A group of scientists in Oxford and the USA recently came up with a theory that shows how ingenious nature can be in solving problems that improve survival. Their proposed system has nothing to do with magnets in the head but instead depends on short-lived molecules whose lifetime depends on the surrounding magnetic field.
The scientists suggested, (note the word suggested!), that there are molecules in the light receptors in a bird’s retina that undergo a chemical reaction when they absorb light. This reaction creates showers of particles which survive for about a millionth of a second. But the precise survival time, and therefore the numbers still around after a certain interval, is affected by the Earth’s magnetic field. Somehow, the scientists believed, a sensory system in the bird’s retina monitors these molecules and how long they live, and uses the results to set its direction of flight.
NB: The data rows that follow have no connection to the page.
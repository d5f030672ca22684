//! Domain layer: value objects, entities, and the traits the use cases depend on.

pub mod command;
pub mod entity;
pub mod error;
pub mod message_pusher;
pub mod notification;
pub mod repository;
pub mod value_object;

pub use command::ChatCommand;
pub use entity::{
    ChatMessage, DEFAULT_HISTORY_LIMIT, MessageSender, Room, TypingUser, UserProfile,
};
pub use error::{MessagePushError, RepositoryError, ValueObjectError};
pub use message_pusher::{MessagePusher, PusherChannel};
pub use notification::Notification;
pub use repository::{
    ChatRepository, HistoryRepository, JoinOutcome, LeaveOutcome, PresenceChange,
};
pub use value_object::{
    ConnectionId, MESSAGE_CONTENT_MAX_LEN, MessageContent, MessageId, RoomId, SYSTEM_USER_ID, Timestamp,
    UserId,
};

#[cfg(test)]
pub use message_pusher::MockMessagePusher;
//! Integration tests against a live server on an ephemeral port.

use std::{
    sync::{Arc, Mutex},
    time::Duration,
};

use async_trait::async_trait;
use lounge_client::{
    auth::StaticAuthProvider,
    config::{SessionConfig, TransportConfig},
    error::PersistenceError,
    history::HistoryStore,
    session::{ChatSession, ChatView},
    transport::{Transport, state::TransportMode},
};
use lounge_server::{
    infrastructure::{
        dto::websocket::{MessageDto, MessageSenderDto, UserProfileDto},
        message_pusher::ChannelMessagePusher,
        repository::{InMemoryChatRepository, InMemoryHistoryRepository},
    },
    ui::Server,
    usecase::{ChatHub, GetRoomDetailUseCase, GetRoomsUseCase, HubOptions, MessageHistoryUseCase},
};
use lounge_shared::time::{SystemClock, get_utc_timestamp};
use tokio::{net::TcpListener, sync::oneshot};

const WAIT: Duration = Duration::from_secs(3);

/// Helper struct to manage the server lifecycle
struct TestServer {
    port: u16,
    shutdown: Option<oneshot::Sender<()>>,
}

impl TestServer {
    async fn start() -> Self {
        let repository = Arc::new(InMemoryChatRepository::new());
        let clock = Arc::new(SystemClock);
        let hub = Arc::new(ChatHub::new(
            repository.clone(),
            Arc::new(ChannelMessagePusher::new()),
            clock.clone(),
            HubOptions::default(),
        ));
        let server = Server::new(
            hub,
            Arc::new(GetRoomsUseCase::new(repository.clone())),
            Arc::new(GetRoomDetailUseCase::new(repository)),
            Arc::new(MessageHistoryUseCase::new(
                Arc::new(InMemoryHistoryRepository::new()),
                clock,
            )),
        );

        let listener = TcpListener::bind("127.0.0.1:0").await.unwrap();
        let port = listener.local_addr().unwrap().port();
        let (tx, rx) = oneshot::channel::<()>();
        tokio::spawn(async move {
            let shutdown = async {
                let _ = rx.await;
            };
            if let Err(e) = server.run_with_listener(listener, shutdown).await {
                eprintln!("server error: {}", e);
            }
        });

        TestServer {
            port,
            shutdown: Some(tx),
        }
    }

    fn ws_url(&self) -> String {
        format!("ws://127.0.0.1:{}/ws", self.port)
    }
}

impl Drop for TestServer {
    fn drop(&mut self) {
        if let Some(tx) = self.shutdown.take() {
            let _ = tx.send(());
        }
    }
}

/// History store keeping everything in memory and counting calls
#[derive(Default)]
struct RecordingHistoryStore {
    archived: Vec<MessageDto>,
    persisted: Mutex<Vec<MessageDto>>,
    fetches: Mutex<Vec<String>>,
}

#[async_trait]
impl HistoryStore for RecordingHistoryStore {
    async fn fetch(&self, room_id: &str) -> Result<Vec<MessageDto>, PersistenceError> {
        self.fetches.lock().unwrap().push(room_id.to_string());
        let persisted = self.persisted.lock().unwrap().clone();
        Ok(self
            .archived
            .iter()
            .cloned()
            .chain(persisted)
            .filter(|m| m.room_id == room_id)
            .collect())
    }

    async fn persist(&self, _room_id: &str, message: &MessageDto) -> Result<(), PersistenceError> {
        self.persisted.lock().unwrap().push(message.clone());
        Ok(())
    }
}

fn create_test_profile(id: &str) -> UserProfileDto {
    UserProfileDto {
        id: id.to_string(),
        name: id.to_uppercase(),
        email: String::new(),
        avatar: String::new(),
        current_room: None,
    }
}

fn create_archived_message() -> MessageDto {
    MessageDto {
        id: "msg-archived".to_string(),
        room_id: "general".to_string(),
        content: "from the archive".to_string(),
        sender: MessageSenderDto {
            id: "carol".to_string(),
            name: "CAROL".to_string(),
            avatar: String::new(),
        },
        timestamp: get_utc_timestamp() - 600_000,
    }
}

async fn wait_for_view(session: &ChatSession, check: impl FnMut(&ChatView) -> bool) {
    let mut view = session.watch();
    tokio::time::timeout(WAIT, view.wait_for(check))
        .await
        .expect("view did not reach the expected state")
        .unwrap();
}

#[tokio::test]
async fn test_live_session_uses_history_store_and_deduplicates() {
    // テスト項目: サーバー接続時は履歴ストアから読み込み・保存し、同じメッセージは一度だけ表示される
    // given (前提条件):
    let server = TestServer::start().await;
    let history = Arc::new(RecordingHistoryStore {
        archived: vec![create_archived_message()],
        ..RecordingHistoryStore::default()
    });
    let config = TransportConfig {
        url: server.ws_url(),
        max_attempts: 1,
        ..TransportConfig::default()
    };
    let session = ChatSession::start(
        Transport::connect(config, None),
        &StaticAuthProvider::new(create_test_profile("alice")),
        history.clone(),
        SessionConfig::default(),
    )
    .await
    .unwrap();
    tokio::time::timeout(WAIT, session.transport().connected())
        .await
        .unwrap();
    assert_eq!(session.mode(), TransportMode::Live);

    // when (操作):
    session.join_room("general").await;
    wait_for_view(&session, |view| {
        view.room_users.iter().any(|u| u.id == "alice")
            && view.messages.iter().any(|m| m.id == "msg-archived")
    })
    .await;
    session.send_message("general", "hi").await;
    wait_for_view(&session, |view| {
        view.messages.iter().any(|m| m.content == "hi")
    })
    .await;
    // Rejoin: the server history and the store both carry "hi"
    session.join_room("general").await;
    wait_for_view(&session, |view| {
        view.messages.iter().any(|m| m.content == "hi")
    })
    .await;
    tokio::time::sleep(Duration::from_millis(300)).await;

    // then (期待する結果):
    let his = session
        .messages()
        .into_iter()
        .filter(|m| m.content == "hi")
        .count();
    assert_eq!(his, 1);
    assert_eq!(*history.fetches.lock().unwrap(), vec!["general", "general"]);
    assert_eq!(history.persisted.lock().unwrap().len(), 1);
    let archived_first = session.messages()[0].id == "msg-archived";
    assert!(archived_first);

    session.close().await;
}

#[tokio::test]
async fn test_join_before_connect_still_loads_history() {
    // テスト項目: 接続確立前に入室しても、ライブ接続になった時点で履歴ストアから読み込まれる
    // given (前提条件):
    let server = TestServer::start().await;
    let history = Arc::new(RecordingHistoryStore {
        archived: vec![create_archived_message()],
        ..RecordingHistoryStore::default()
    });
    let config = TransportConfig {
        url: server.ws_url(),
        max_attempts: 1,
        ..TransportConfig::default()
    };
    let session = ChatSession::start(
        Transport::connect(config, None),
        &StaticAuthProvider::new(create_test_profile("alice")),
        history.clone(),
        SessionConfig::default(),
    )
    .await
    .unwrap();

    // when (操作):
    session.join_room("general").await;

    // then (期待する結果):
    wait_for_view(&session, |view| {
        view.messages.iter().any(|m| m.id == "msg-archived")
            && view.room_users.iter().any(|u| u.id == "alice")
    })
    .await;
    assert_eq!(session.mode(), TransportMode::Live);
    assert_eq!(*history.fetches.lock().unwrap(), vec!["general"]);

    session.close().await;
}

#[tokio::test]
async fn test_live_sessions_see_each_other() {
    // テスト項目: 同じ部屋に入った 2 つのクライアントが互いを名簿とオンライン一覧で確認できる
    // given (前提条件):
    let server = TestServer::start().await;
    let connect = |id: &str| {
        let config = TransportConfig {
            url: server.ws_url(),
            max_attempts: 1,
            ..TransportConfig::default()
        };
        let profile = create_test_profile(id);
        async move {
            ChatSession::start(
                Transport::connect(config, None),
                &StaticAuthProvider::new(profile),
                Arc::new(RecordingHistoryStore::default()),
                SessionConfig::default(),
            )
            .await
            .unwrap()
        }
    };
    let alice = connect("alice").await;
    alice.join_room("random").await;

    // when (操作):
    let bob = connect("bob").await;
    bob.join_room("random").await;

    // then (期待する結果):
    wait_for_view(&alice, |view| view.room_users.len() == 2).await;
    wait_for_view(&bob, |view| {
        view.active_users.iter().any(|u| u.id == "alice")
            && view.active_users.iter().any(|u| u.id == "bob")
    })
    .await;

    alice.close().await;
    bob.close().await;
}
However, there were two problems with this theory. First, no one has found any evidence for this system in the physiology of bird vision. And second, nobody had seen a molecule that behaved in this way. In 2008, the second problem – at least – was solved, when scientists reported that they had synthesized molecules in the laboratory which were similar to those used in bird vision, and which behaved in just this way in a magnetic field.
In the same year, another strange discovery about animal magnetism was announced. This time, no complicated laboratory equipment was needed In fact, anyone could have made the discovery since all it involved was studying pictures on the Google Earth website.
German scientists who had shown that some small rodents are sensitive to the Earth’s magnetic field wondered whether larger animals were also able to detect such fields. They considered the migration patterns of herds of cattle or deer – difficult to herd into the laboratory – and hit upon the idea of using satellite imagery, freely available on the Internet, to hunt for herds and work out the direction they were facing.
They surveyed images of more than ten thousand cattle around the world and found that the animals tended to face north or south. What’s more, it was magnetic north or south, which varies slightly from geographic north and south, defined by the position of the north and south poles. One of the problems with scientific experiments, particularly when you know what you are looking for, is what’s called observer bias. However hard you try to be objective, if you are trying to judge what direction a particular herd is facing, particularly when you know which direction you’d like them to be facing, it’s easy to introduce bias into the results. To try to remove this factor, the scientists assigned university students to analyse the same set of images and they came up with the same result.
No one knows why cattle and deer prefer to face north or south, but the scientists pointed out that if this is a general preference, it might be worth taking it into account when building cowsheds. If contented cows produce more milk, discontented cows forced to face east-west might produce less.